(THE DATA Opens)

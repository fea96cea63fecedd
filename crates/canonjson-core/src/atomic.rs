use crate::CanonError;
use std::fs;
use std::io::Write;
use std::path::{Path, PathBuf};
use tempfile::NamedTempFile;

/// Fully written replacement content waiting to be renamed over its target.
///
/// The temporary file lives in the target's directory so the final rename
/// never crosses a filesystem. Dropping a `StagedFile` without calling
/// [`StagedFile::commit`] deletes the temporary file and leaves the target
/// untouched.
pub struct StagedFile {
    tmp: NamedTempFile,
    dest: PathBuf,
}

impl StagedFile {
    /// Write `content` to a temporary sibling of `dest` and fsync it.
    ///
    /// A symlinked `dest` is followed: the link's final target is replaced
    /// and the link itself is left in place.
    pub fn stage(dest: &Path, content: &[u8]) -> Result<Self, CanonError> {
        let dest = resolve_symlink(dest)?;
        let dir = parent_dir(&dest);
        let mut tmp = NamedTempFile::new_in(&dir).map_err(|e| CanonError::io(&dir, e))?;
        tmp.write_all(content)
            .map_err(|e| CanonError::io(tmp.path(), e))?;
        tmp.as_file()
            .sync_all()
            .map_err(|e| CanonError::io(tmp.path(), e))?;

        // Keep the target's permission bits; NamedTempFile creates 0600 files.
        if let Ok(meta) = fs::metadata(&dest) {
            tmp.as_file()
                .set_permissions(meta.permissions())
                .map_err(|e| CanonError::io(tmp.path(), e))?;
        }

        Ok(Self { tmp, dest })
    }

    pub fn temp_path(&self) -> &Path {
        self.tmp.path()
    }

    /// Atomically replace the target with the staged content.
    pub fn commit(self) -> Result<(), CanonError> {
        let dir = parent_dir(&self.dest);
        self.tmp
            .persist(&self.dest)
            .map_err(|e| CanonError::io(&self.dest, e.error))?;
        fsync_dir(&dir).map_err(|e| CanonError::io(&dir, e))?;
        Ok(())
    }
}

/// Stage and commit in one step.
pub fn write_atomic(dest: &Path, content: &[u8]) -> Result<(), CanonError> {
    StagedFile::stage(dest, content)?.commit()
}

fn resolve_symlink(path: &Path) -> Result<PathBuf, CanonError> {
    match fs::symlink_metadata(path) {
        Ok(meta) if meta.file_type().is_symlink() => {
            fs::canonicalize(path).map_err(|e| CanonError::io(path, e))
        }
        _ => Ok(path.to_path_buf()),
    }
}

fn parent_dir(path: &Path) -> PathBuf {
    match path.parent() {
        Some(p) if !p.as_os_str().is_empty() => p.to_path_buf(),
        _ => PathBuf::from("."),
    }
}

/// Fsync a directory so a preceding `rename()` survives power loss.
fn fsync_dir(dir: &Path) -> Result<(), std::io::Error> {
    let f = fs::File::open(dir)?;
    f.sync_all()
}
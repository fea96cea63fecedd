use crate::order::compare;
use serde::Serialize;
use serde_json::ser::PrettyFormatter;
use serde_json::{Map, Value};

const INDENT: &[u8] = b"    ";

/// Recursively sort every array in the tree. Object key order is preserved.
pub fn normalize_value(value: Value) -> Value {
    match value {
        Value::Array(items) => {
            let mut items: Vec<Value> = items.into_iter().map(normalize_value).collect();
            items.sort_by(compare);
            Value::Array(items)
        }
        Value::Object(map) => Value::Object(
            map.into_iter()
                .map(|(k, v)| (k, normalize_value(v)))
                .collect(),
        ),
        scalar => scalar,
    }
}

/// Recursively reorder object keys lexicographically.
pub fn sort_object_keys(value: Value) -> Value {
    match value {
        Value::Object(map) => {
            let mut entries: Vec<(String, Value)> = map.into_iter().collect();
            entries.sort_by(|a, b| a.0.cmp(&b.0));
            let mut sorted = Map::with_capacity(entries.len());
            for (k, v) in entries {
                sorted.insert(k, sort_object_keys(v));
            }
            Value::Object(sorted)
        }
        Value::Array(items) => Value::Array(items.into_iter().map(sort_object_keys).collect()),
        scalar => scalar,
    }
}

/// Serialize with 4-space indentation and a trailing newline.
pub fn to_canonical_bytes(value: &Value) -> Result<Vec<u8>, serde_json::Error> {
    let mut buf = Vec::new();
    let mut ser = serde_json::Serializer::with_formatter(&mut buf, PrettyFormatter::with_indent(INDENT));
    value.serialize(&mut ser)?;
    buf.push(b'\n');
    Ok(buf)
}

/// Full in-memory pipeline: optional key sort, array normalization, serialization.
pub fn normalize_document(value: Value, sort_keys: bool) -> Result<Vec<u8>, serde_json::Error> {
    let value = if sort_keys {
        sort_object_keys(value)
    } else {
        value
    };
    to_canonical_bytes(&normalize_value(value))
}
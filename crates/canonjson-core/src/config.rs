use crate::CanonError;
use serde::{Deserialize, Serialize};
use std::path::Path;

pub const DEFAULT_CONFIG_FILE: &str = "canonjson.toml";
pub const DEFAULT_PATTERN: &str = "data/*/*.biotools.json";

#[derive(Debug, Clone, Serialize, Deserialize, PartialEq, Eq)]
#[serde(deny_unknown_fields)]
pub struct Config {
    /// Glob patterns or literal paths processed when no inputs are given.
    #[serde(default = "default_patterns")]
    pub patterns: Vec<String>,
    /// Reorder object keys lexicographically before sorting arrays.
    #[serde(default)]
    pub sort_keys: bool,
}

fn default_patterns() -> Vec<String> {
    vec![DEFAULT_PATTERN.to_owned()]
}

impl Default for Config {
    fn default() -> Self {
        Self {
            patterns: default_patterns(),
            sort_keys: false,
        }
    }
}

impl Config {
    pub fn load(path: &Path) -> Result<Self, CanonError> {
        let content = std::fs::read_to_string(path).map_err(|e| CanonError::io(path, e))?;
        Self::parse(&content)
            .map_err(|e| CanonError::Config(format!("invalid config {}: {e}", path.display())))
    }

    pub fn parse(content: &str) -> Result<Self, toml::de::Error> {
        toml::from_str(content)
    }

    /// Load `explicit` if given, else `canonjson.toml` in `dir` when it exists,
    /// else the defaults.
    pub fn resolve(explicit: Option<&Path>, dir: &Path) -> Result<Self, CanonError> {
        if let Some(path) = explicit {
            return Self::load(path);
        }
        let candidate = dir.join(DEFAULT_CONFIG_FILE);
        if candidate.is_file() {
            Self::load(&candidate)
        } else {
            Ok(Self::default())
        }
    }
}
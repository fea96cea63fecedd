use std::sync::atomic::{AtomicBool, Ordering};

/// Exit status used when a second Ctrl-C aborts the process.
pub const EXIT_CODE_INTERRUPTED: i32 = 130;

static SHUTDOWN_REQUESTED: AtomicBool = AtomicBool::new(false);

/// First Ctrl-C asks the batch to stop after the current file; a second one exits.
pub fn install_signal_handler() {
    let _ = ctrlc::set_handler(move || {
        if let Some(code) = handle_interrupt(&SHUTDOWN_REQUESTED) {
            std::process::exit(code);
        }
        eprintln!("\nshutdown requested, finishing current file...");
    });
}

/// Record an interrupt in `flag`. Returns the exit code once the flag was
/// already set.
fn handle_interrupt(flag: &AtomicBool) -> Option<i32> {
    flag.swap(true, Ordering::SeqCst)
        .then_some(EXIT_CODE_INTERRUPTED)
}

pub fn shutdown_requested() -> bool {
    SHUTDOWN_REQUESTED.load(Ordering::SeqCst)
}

(THE DATA Closes)

TRY IT: Stop after the line containing "never crosses a": print exactly the lines from the start of the entries above up to it, that line included.

FINISHED EXERCISE:
repository fea96cea63fecedd
filename crates/canonjson-core/src/atomic.rs
use crate::CanonError;
use std::fs;
use std::io::Write;
use std::path::{Path, PathBuf};
use tempfile::NamedTempFile;

/// Fully written replacement content waiting to be renamed over its target.
///
/// The temporary file lives in the target's directory so the final rename
/// never crosses a filesystem. Dropping a `StagedFile` without calling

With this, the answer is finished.